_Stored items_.

::::::::::

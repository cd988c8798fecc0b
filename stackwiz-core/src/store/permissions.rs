//! Ownership and mode policy for materialized stacks

use std::path::Path;

pub const STACK_DIR_MODE: u32 = 0o750;
pub const VOLUME_DIR_MODE: u32 = 0o750;
pub const MANIFEST_MODE: u32 = 0o644;
pub const ENV_FILE_MODE: u32 = 0o600;

/// Resolved numeric owner; `None` leaves that half unchanged
#[derive(Debug, Clone, Copy, Default, PartialEq, Eq)]
pub struct Ownership {
    pub uid: Option<u32>,
    pub gid: Option<u32>,
}

impl Ownership {
    pub fn is_empty(self) -> bool {
        self.uid.is_none() && self.gid.is_none()
    }
}

/// Numeric uid for a user name through the system user database (NSS). Numeric names are taken
/// as IDs directly.
#[cfg(unix)]
pub fn lookup_uid(name: &str) -> Result<Option<u32>, String> {
    if let Ok(id) = name.parse() {
        return Ok(Some(id));
    }
    nix::unistd::User::from_name(name)
        .map(|user| user.map(|u| u.uid.as_raw()))
        .map_err(|e| e.to_string())
}

/// Numeric gid for a group name, resolved like [`lookup_uid`].
#[cfg(unix)]
pub fn lookup_gid(name: &str) -> Result<Option<u32>, String> {
    if let Ok(id) = name.parse() {
        return Ok(Some(id));
    }
    nix::unistd::Group::from_name(name)
        .map(|group| group.map(|g| g.gid.as_raw()))
        .map_err(|e| e.to_string())
}

#[cfg(not(unix))]
pub fn lookup_uid(name: &str) -> Result<Option<u32>, String> {
    Ok(name.parse().ok())
}

#[cfg(not(unix))]
pub fn lookup_gid(name: &str) -> Result<Option<u32>, String> {
    Ok(name.parse().ok())
}

/// Resolve the configured user and group, collecting a warning for each name that cannot be
/// found.
pub fn resolve_ownership(
    user: Option<&str>,
    group: Option<&str>,
    warnings: &mut Vec<String>,
) -> Ownership {
    let mut resolve = |kind: &str, name: &str, lookup: fn(&str) -> Result<Option<u32>, String>| {
        match lookup(name) {
            Ok(Some(id)) => Some(id),
            Ok(None) => {
                warnings.push(format!("{kind} '{name}' not found; ownership left unchanged"));
                None
            }
            Err(e) => {
                warnings.push(format!("could not look up {kind} '{name}': {e}"));
                None
            }
        }
    };
    let uid = user.and_then(|u| resolve("user", u, lookup_uid));
    let gid = group.and_then(|g| resolve("group", g, lookup_gid));
    Ownership { uid, gid }
}

#[cfg(unix)]
pub async fn set_mode(path: &Path, mode: u32) -> std::io::Result<()> {
    use std::os::unix::fs::PermissionsExt;
    tokio::fs::set_permissions(path, std::fs::Permissions::from_mode(mode)).await
}

#[cfg(not(unix))]
pub async fn set_mode(_path: &Path, _mode: u32) -> std::io::Result<()> {
    Ok(())
}

#[cfg(unix)]
pub fn chown(path: &Path, ownership: Ownership) -> std::io::Result<()> {
    use nix::unistd::{Gid, Uid};
    nix::unistd::chown(
        path,
        ownership.uid.map(Uid::from_raw),
        ownership.gid.map(Gid::from_raw),
    )
    .map_err(std::io::Error::from)
}

#[cfg(not(unix))]
pub fn chown(_path: &Path, _ownership: Ownership) -> std::io::Result<()> {
    Ok(())
}

#[cfg(test)]
mod tests {
    use super::*;

    #[test]
    fn numeric_names_are_ids() {
        assert_eq!(lookup_uid("1234"), Ok(Some(1234)));
        assert_eq!(lookup_gid("998"), Ok(Some(998)));
    }

    #[cfg(unix)]
    #[test]
    fn root_resolves_through_user_database() {
        assert_eq!(lookup_uid("root"), Ok(Some(0)));
    }

    #[test]
    fn unknown_names_warn_and_leave_ownership_unchanged() {
        let mut warnings = Vec::new();
        let ownership = resolve_ownership(
            Some("stackwiz-no-such-user"),
            Some("stackwiz-no-such-group"),
            &mut warnings,
        );
        assert!(ownership.is_empty());
        assert_eq!(warnings.len(), 2);
        assert!(warnings[0].contains("user 'stackwiz-no-such-user'"));
        assert!(warnings[1].contains("group 'stackwiz-no-such-group'"));
    }

    #[test]
    fn unset_names_resolve_to_nothing() {
        let mut warnings = Vec::new();
        assert!(resolve_ownership(None, None, &mut warnings).is_empty());
        assert!(warnings.is_empty());
    }

    #[cfg(unix)]
    #[test]
    fn chown_to_own_ids_succeeds() {
        let dir = tempfile::tempdir().unwrap();
        let ownership = Ownership {
            uid: Some(nix::unistd::Uid::current().as_raw()),
            gid: Some(nix::unistd::Gid::current().as_raw()),
        };
        chown(dir.path(), ownership).unwrap();
    }
}
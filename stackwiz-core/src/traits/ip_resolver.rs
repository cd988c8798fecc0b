//! Server public IP resolver trait

use std::net::IpAddr;

use async_trait::async_trait;

use crate::error::CoreResult;

/// Detects the public address of the host running the stacks.
///
/// The result replaces the `AUTO` record value.
#[async_trait]
pub trait PublicIpResolver: Send + Sync {
    /// First valid address, or `IpDetectionFailed` when no source produced one
    async fn resolve(&self) -> CoreResult<IpAddr>;
}
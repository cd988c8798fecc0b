//! Cloudflare API types

use serde::Deserialize;

/// Cloudflare API response envelope
#[derive(Debug, Deserialize)]
pub struct CloudflareResponse<T> {
    pub success: bool,
    pub result: Option<T>,
    pub errors: Option<Vec<CloudflareError>>,
    pub result_info: Option<CloudflareResultInfo>,
}

#[derive(Debug, Deserialize)]
pub struct CloudflareError {
    pub code: i64,
    pub message: String,
    #[serde(default)]
    pub error_chain: Option<Vec<CloudflareError>>,
}

#[derive(Debug, Deserialize)]
pub struct CloudflareResultInfo {
    #[serde(default)]
    pub total_count: u32,
}

/// Cloudflare zone
#[derive(Debug, Deserialize)]
pub struct CloudflareZone {
    pub id: String,
    pub name: String,
    #[serde(default)]
    pub status: String,
}

/// Cloudflare DNS record (response)
#[derive(Debug, Deserialize)]
pub struct CloudflareDnsRecord {
    pub id: String,
    #[serde(rename = "type")]
    pub record_type: String,
    pub name: String,
    pub content: String,
    pub ttl: u32,
    #[serde(default)]
    pub priority: Option<u16>,
    #[serde(default)]
    pub proxied: Option<bool>,
    #[serde(default)]
    pub created_on: Option<String>,
    #[serde(default)]
    pub modified_on: Option<String>,
}
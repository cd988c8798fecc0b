//! `.env` file parsing

use std::collections::BTreeMap;

/// Parse `KEY=value` lines, skipping blanks and `#` comments.
///
/// An optional `export ` prefix is accepted and one layer of matching single or double quotes is
/// stripped from the value. Later keys override earlier ones.
pub fn parse_env(content: &str) -> BTreeMap<String, String> {
    content
        .lines()
        .filter_map(parse_line)
        .collect()
}

fn parse_line(line: &str) -> Option<(String, String)> {
    let line = line.trim();
    if line.is_empty() || line.starts_with('#') {
        return None;
    }
    let line = line.strip_prefix("export ").unwrap_or(line);
    let (key, value) = line.split_once('=')?;
    let key = key.trim();
    if key.is_empty() {
        return None;
    }
    Some((key.to_string(), unquote(value.trim()).to_string()))
}

fn unquote(value: &str) -> &str {
    for quote in ['"', '\''] {
        if let Some(inner) = value
            .strip_prefix(quote)
            .and_then(|v| v.strip_suffix(quote))
        {
            return inner;
        }
    }
    value
}
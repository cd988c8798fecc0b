//! Shared test helpers: environment-free configuration and assertion macros

#![allow(dead_code)]

use std::collections::HashMap;

use stackwiz_core::types::StackSpec;
use stackwiz_core::StackwizConfig;

/// Assert that an `Option` is `Some` and unwrap it (fails the test otherwise).
#[macro_export]
macro_rules! require_some {
    ($expr:expr $(,)?) => {{
        let opt = $expr;
        assert!(opt.is_some(), "expected Some(..), got None");
        let Some(val) = opt else {
            return;
        };
        val
    }};
}

/// Assert that a `Result` is `Ok` and unwrap it (fails the test otherwise).
#[macro_export]
macro_rules! require_ok {
    ($expr:expr $(,)?) => {{
        let res = $expr;
        assert!(res.is_ok(), "expected Ok(..), got {res:?}");
        let Ok(val) = res else {
            return;
        };
        val
    }};
}

/// Assert that a `Result` is `Err` and unwrap the error (fails the test otherwise).
#[macro_export]
macro_rules! require_err {
    ($expr:expr $(,)?) => {{
        let res = $expr;
        assert!(res.is_err(), "expected Err(..), got Ok");
        let Err(err) = res else {
            return;
        };
        err
    }};
}

/// Configuration loaded from a fixed variable set instead of the process environment.
pub fn config_from(vars: &[(&str, &str)]) -> stackwiz_core::CoreResult<StackwizConfig> {
    let vars: HashMap<String, String> = vars
        .iter()
        .map(|(k, v)| ((*k).to_string(), (*v).to_string()))
        .collect();
    StackwizConfig::from_lookup(|key| vars.get(key).cloned(), false)
}

pub fn generic_spec(name: &str, image: &str, port: i64) -> StackSpec {
    StackSpec {
        name: name.to_string(),
        image: Some(image.to_string()),
        port: Some(port),
        ..StackSpec::default()
    }
}
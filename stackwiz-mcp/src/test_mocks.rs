use super::*;

use std::collections::HashMap;
use std::net::IpAddr;
use std::path::Path;

use async_trait::async_trait;
use stackwiz_core::config::StackwizConfig;
use stackwiz_core::services::DnsService;
use stackwiz_core::traits::{ContainerRuntime, PublicIpResolver, RunOutput, SystemClock};
use stackwiz_core::types::RuntimeStatus;
use stackwiz_provider::{
    CreateDnsRecordRequest, DnsProvider, DnsRecord, PaginatedResponse, ProviderError,
    ProviderZone, RecordQueryParams, ZoneStatus,
};
use tokio::sync::RwLock;

pub const TEST_ZONE: &str = "rbnk.uk";
pub const TEST_IP: &str = "203.0.113.10";

/// Test-only container runtime keeping per-stack state in memory.
#[derive(Default)]
pub struct MockRuntime {
    states: RwLock<HashMap<String, RuntimeStatus>>,
    calls: RwLock<Vec<String>>,
    unavailable: bool,
}

impl MockRuntime {
    /// Runtime whose every call fails, as if the daemon were down.
    pub fn unavailable() -> Self {
        Self {
            unavailable: true,
            ..Self::default()
        }
    }

    pub async fn calls(&self) -> Vec<String> {
        self.calls.read().await.clone()
    }

    async fn record(&self, action: &str, stack_dir: &Path) -> CoreResult<String> {
        let name = stack_dir
            .file_name()
            .map(|n| n.to_string_lossy().into_owned())
            .unwrap_or_default();
        self.calls.write().await.push(format!("{action}:{name}"));
        if self.unavailable {
            return Err(CoreError::ProcessFailed {
                command: format!("docker compose {action}"),
                exit_code: Some(1),
                stderr: "Cannot connect to the Docker daemon".to_string(),
            });
        }
        Ok(name)
    }

    async fn set(&self, name: String, status: RuntimeStatus) -> CoreResult<RunOutput> {
        self.states.write().await.insert(name, status);
        Ok(RunOutput::default())
    }
}

#[async_trait]
impl ContainerRuntime for MockRuntime {
    async fn up(&self, stack_dir: &Path, _manifest: &Path) -> CoreResult<RunOutput> {
        let name = self.record("up", stack_dir).await?;
        self.set(name, RuntimeStatus::Running).await
    }

    async fn down(
        &self,
        stack_dir: &Path,
        _manifest: &Path,
        purge_volumes: bool,
    ) -> CoreResult<RunOutput> {
        let action = if purge_volumes { "down-v" } else { "down" };
        let name = self.record(action, stack_dir).await?;
        self.states.write().await.remove(&name);
        Ok(RunOutput::default())
    }

    async fn stop(&self, stack_dir: &Path, _manifest: &Path) -> CoreResult<RunOutput> {
        let name = self.record("stop", stack_dir).await?;
        self.set(name, RuntimeStatus::Stopped).await
    }

    async fn restart(&self, stack_dir: &Path, _manifest: &Path) -> CoreResult<RunOutput> {
        let name = self.record("restart", stack_dir).await?;
        self.set(name, RuntimeStatus::Running).await
    }

    async fn logs(
        &self,
        stack_dir: &Path,
        _manifest: &Path,
        service: Option<&str>,
        tail_lines: u32,
    ) -> CoreResult<String> {
        let name = self.record("logs", stack_dir).await?;
        let service = service.unwrap_or(&name);
        Ok((1..=tail_lines.min(3))
            .map(|i| format!("{service} | line {i}\n"))
            .collect())
    }

    async fn status(&self, stack_dir: &Path, _manifest: &Path) -> CoreResult<RuntimeStatus> {
        let name = self.record("status", stack_dir).await?;
        Ok(self
            .states
            .read()
            .await
            .get(&name)
            .copied()
            .unwrap_or(RuntimeStatus::Created))
    }

    async fn version(&self) -> CoreResult<String> {
        if self.unavailable {
            return Err(CoreError::ProcessFailed {
                command: "docker compose version".to_string(),
                exit_code: Some(1),
                stderr: "Cannot connect to the Docker daemon".to_string(),
            });
        }
        Ok("2.29.1".to_string())
    }
}

/// Test-only resolver answering a fixed address.
pub struct FixedIpResolver(IpAddr);

#[async_trait]
impl PublicIpResolver for FixedIpResolver {
    async fn resolve(&self) -> CoreResult<IpAddr> {
        Ok(self.0)
    }
}

/// Test-only DNS provider with a single zone and in-memory records.
pub struct MockDnsProvider {
    zone: String,
    records: RwLock<Vec<DnsRecord>>,
    next_id: RwLock<u32>,
}

impl MockDnsProvider {
    pub fn new(zone: &str) -> Self {
        Self {
            zone: zone.to_string(),
            records: RwLock::new(Vec::new()),
            next_id: RwLock::new(0),
        }
    }

    fn zone_id(&self) -> String {
        format!("zone-{}", self.zone)
    }

    pub async fn records(&self) -> Vec<DnsRecord> {
        self.records.read().await.clone()
    }

    fn not_found(record_id: &str) -> ProviderError {
        ProviderError::RecordNotFound {
            provider: "mock".to_string(),
            record_id: record_id.to_string(),
            raw_message: None,
        }
    }
}

#[async_trait]
impl DnsProvider for MockDnsProvider {
    fn id(&self) -> &'static str {
        "mock"
    }

    async fn validate_credentials(&self) -> stackwiz_provider::Result<bool> {
        Ok(true)
    }

    async fn find_zone(&self, name: &str) -> stackwiz_provider::Result<Option<ProviderZone>> {
        Ok((name == self.zone).then(|| ProviderZone {
            id: self.zone_id(),
            name: self.zone.clone(),
            status: ZoneStatus::Active,
        }))
    }

    async fn list_records(
        &self,
        zone_id: &str,
        params: &RecordQueryParams,
    ) -> stackwiz_provider::Result<PaginatedResponse<DnsRecord>> {
        let matching: Vec<DnsRecord> = self
            .records
            .read()
            .await
            .iter()
            .filter(|r| r.zone_id == zone_id)
            .filter(|r| params.name.as_ref().is_none_or(|n| &r.name == n))
            .filter(|r| params.record_type.is_none_or(|t| r.record_type == t))
            .cloned()
            .collect();
        let total = u32::try_from(matching.len()).unwrap_or(u32::MAX);
        let start = ((params.page.max(1) - 1) * params.page_size) as usize;
        let items = matching
            .into_iter()
            .skip(start)
            .take(params.page_size as usize)
            .collect();
        Ok(PaginatedResponse::new(items, params.page, params.page_size, total))
    }

    async fn create_record(
        &self,
        req: &CreateDnsRecordRequest,
    ) -> stackwiz_provider::Result<DnsRecord> {
        let mut records = self.records.write().await;
        if records
            .iter()
            .any(|r| r.name == req.name && r.record_type == req.record_type)
        {
            return Err(ProviderError::RecordExists {
                provider: "mock".to_string(),
                record_name: req.name.clone(),
                raw_message: None,
            });
        }
        let mut next_id = self.next_id.write().await;
        *next_id += 1;
        let record = DnsRecord {
            id: format!("rec-{next_id}"),
            zone_id: req.zone_id.clone(),
            record_type: req.record_type,
            name: req.name.clone(),
            value: req.value.clone(),
            ttl: req.ttl,
            priority: req.priority,
            proxied: req.proxied,
            created_at: None,
            updated_at: None,
        };
        records.push(record.clone());
        Ok(record)
    }

    async fn set_proxied(
        &self,
        _zone_id: &str,
        record_id: &str,
        proxied: bool,
    ) -> stackwiz_provider::Result<DnsRecord> {
        let mut records = self.records.write().await;
        let record = records
            .iter_mut()
            .find(|r| r.id == record_id)
            .ok_or_else(|| Self::not_found(record_id))?;
        record.proxied = proxied;
        Ok(record.clone())
    }

    async fn delete_record(&self, _zone_id: &str, record_id: &str) -> stackwiz_provider::Result<()> {
        let mut records = self.records.write().await;
        let before = records.len();
        records.retain(|r| r.id != record_id);
        if records.len() == before {
            return Err(Self::not_found(record_id));
        }
        Ok(())
    }
}

/// Server wired to mocks, with its stacks under `base`.
pub struct TestServer {
    pub server: StackwizMcp,
    pub ctx: Arc<ServiceContext>,
    pub runtime: Arc<MockRuntime>,
    pub provider: Arc<MockDnsProvider>,
}

pub fn build_server(base: &Path) -> TestServer {
    build_server_with(base, MockRuntime::default())
}

pub fn build_server_with(base: &Path, runtime: MockRuntime) -> TestServer {
    let runtime = Arc::new(runtime);
    let provider = Arc::new(MockDnsProvider::new(TEST_ZONE));
    let ip: Arc<dyn PublicIpResolver> = Arc::new(FixedIpResolver(TEST_IP.parse().unwrap()));
    let clock = Arc::new(SystemClock);

    let dns = Arc::new(DnsService::new(
        provider.clone(),
        Arc::clone(&ip),
        clock.clone(),
        None,
    ));
    let ctx = Arc::new(
        ServiceContext::new(
            StackwizConfig::with_base_dir(base),
            runtime.clone(),
            ip,
            clock,
        )
        .with_dns_service(dns),
    );

    TestServer {
        server: StackwizMcp::new(Arc::clone(&ctx)),
        ctx,
        runtime,
        provider,
    }
}

/// Parse the JSON envelope out of a tool response.
pub fn envelope(result: &CallToolResult) -> serde_json::Value {
    let text = result
        .content
        .first()
        .and_then(|c| c.raw.as_text())
        .map(|t| t.text.as_str())
        .unwrap();
    serde_json::from_str(text).unwrap()
}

::::::::::

_GOAL OF THE EXERCISE_. Stopping at the line containing "pub fn is_empty(self)", please repeat exactly every line from the very start of the entries, that line included, and nothing more.

_SOLUTION BELOW_.
repository cd988c8798fecc0b
filename stackwiz-core/src/store/permissions.rs
//! Ownership and mode policy for materialized stacks

use std::path::Path;

pub const STACK_DIR_MODE: u32 = 0o750;
pub const VOLUME_DIR_MODE: u32 = 0o750;
pub const MANIFEST_MODE: u32 = 0o644;
pub const ENV_FILE_MODE: u32 = 0o600;

/// Resolved numeric owner; `None` leaves that half unchanged
#[derive(Debug, Clone, Copy, Default, PartialEq, Eq)]
pub struct Ownership {
    pub uid: Option<u32>,
    pub gid: Option<u32>,
}

impl Ownership {
    pub fn is_empty(self) -> bool {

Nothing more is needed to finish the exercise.